Bowen has not scored since the day the window opened, his 17th goal this season. He has remained silent, but inevitably some have put the word out that he wants to move. Whatever the truth, there is none of the unprofessionalism that sometimes comes with a footballer wanting out.

Given that tomorrow’s Championship game against Huddersfield Town is far more important, McCann could have left Bowen on the bench as in the third-round tie at Rotherham United.

“I have seen it before where players get a sniff of bigger clubs coming in and they knock the manager’s door down,” said McCann. “Jarrod just gets on with his training every day.

“He knows that good things will happen to him, hopefully with us, but if not then good luck to him. What will be, will be.

“Jarrod loves playing for Hull. He is concentrating on his football. He has said to me on numerous occasions that he wants to stay here and have that promotion push, but, listen, I’m a realist.”

Unsurprisingly, Long is a fan too.

“His performances have stayed consistent, he scores goals most weeks so you can’t ask for much more than that,” he commented. “Any speculation around him, it is not important. His job is scoring and contributing to the team.

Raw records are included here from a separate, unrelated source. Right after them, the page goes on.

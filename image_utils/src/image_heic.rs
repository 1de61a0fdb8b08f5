//! HEIC/HEIF Format Module
//!
//! Detection by extension or `ftyp` brand, and decoding through libheif-rs
//! when the `heic` feature is enabled.

use std::io::Read;
use std::path::Path;

pub const HEIC_EXTENSIONS: &[&str] = &["heic", "heif"];

const HEIC_BRANDS: &[&[u8; 4]] = &[b"heic", b"heix", b"heim", b"heis", b"mif1", b"msf1"];

pub fn is_heic_path(path: &Path) -> bool {
    path.extension()
        .and_then(|e| e.to_str())
        .map(|e| HEIC_EXTENSIONS.contains(&e.to_lowercase().as_str()))
        .unwrap_or(false)
}

/// Checks the ISO-BMFF `ftyp` major brand.
pub fn sniff_heic(path: &Path) -> bool {
    let Ok(mut file) = std::fs::File::open(path) else {
        return false;
    };
    let mut buffer = [0u8; 12];
    if file.read_exact(&mut buffer).is_err() {
        return false;
    }
    is_heic_header(&buffer)
}

fn is_heic_header(buffer: &[u8; 12]) -> bool {
    &buffer[4..8] == b"ftyp" && HEIC_BRANDS.iter().any(|brand| &buffer[8..12] == *brand)
}

#[cfg(feature = "heic")]
pub use decode::decode_heic;

#[cfg(feature = "heic")]
mod decode {
    use crate::img_errors::{ImageToolError, Result};
    use image::{DynamicImage, RgbImage};
    use libheif_rs::{ColorSpace, HeifContext, LibHeif, RgbChroma};
    use std::path::Path;

    /// Decode the primary image of a HEIC container to 8-bit RGB.
    pub fn decode_heic(path: &Path) -> Result<DynamicImage> {
        let lib_heif = LibHeif::new();

        let ctx = HeifContext::read_from_file(path.to_string_lossy().as_ref())
            .map_err(|e| ImageToolError::decode(path, format!("Failed to read HEIC: {}", e)))?;

        let handle = ctx.primary_image_handle().map_err(|e| {
            ImageToolError::decode(path, format!("Failed to get primary image: {}", e))
        })?;

        let width = handle.width();
        let height = handle.height();

        let decoded = lib_heif
            .decode(&handle, ColorSpace::Rgb(RgbChroma::Rgb), None)
            .map_err(|e| ImageToolError::decode(path, format!("Failed to decode HEIC: {}", e)))?;

        let planes = decoded.planes();
        let plane = planes
            .interleaved
            .ok_or_else(|| ImageToolError::decode(path, "No RGB plane found"))?;

        // rows may be padded past width * 3
        let row_len = width as usize * 3;
        let mut data = Vec::with_capacity(row_len * height as usize);
        for row in plane.data.chunks(plane.stride).take(height as usize) {
            let row = row
                .get(..row_len)
                .ok_or_else(|| ImageToolError::decode(path, "Truncated RGB plane"))?;
            data.extend_from_slice(row);
        }

        tracing::debug!(path = %path.display(), width, height, "Decoded HEIC image");

        RgbImage::from_raw(width, height, data)
            .map(DynamicImage::ImageRgb8)
            .ok_or_else(|| ImageToolError::decode(path, "Failed to create RGB image"))
    }
}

“I think he will be playing top-level Premier League very soon. Hopefully with us, but I don’t think you get that without consistent hard work and Jarrod puts it in day in, day out.”

Bowen led the way as Hull returned for the second half far more assertive.

It was he Kovacic fouled for the free-kick Herbie Kane curled wide, and McCann picked his 53rd-minute touch from a pass by Leonardo Da Silva Lopes – who Hull seem to have fought off interest in – as his highlight of the night.

Bowen had a shot deflected, then another over after his dribble pierced Chelsea’s centre.

After 19 minutes of not being in the half, Chelsea scored again. Eric Lichaj caught Mount, and no one picked up Tomori at the far post when Barkley delivered the free-kick.

It was game over, but no one told Hull.

Grosicki came off the bench to score a free-kick with a deflection even bigger than Batshuayi’s.

“You could hear the roar everywhere,” marvelled Long.

Josh Magennis shot over and Grosciki wide in the final 12 minutes, and Tafazolli won a couple of nod-downs his team-mates could not collect.

“I could feel the fans with us,” said McCann. It was hard not to.

Now comes the acid test. Hull have home games against Huddersfield Town and Brentford this week to eat into the seven-point gap to the play-off places (they have a game in hand too). How much nearer to Saturday’s 24,109 will the gate be than the average 11,628?

Can they keep Bowen? If not, they need to reinvest at least some of the money well, and time is running out. This is a big week in the Tigers’ tale.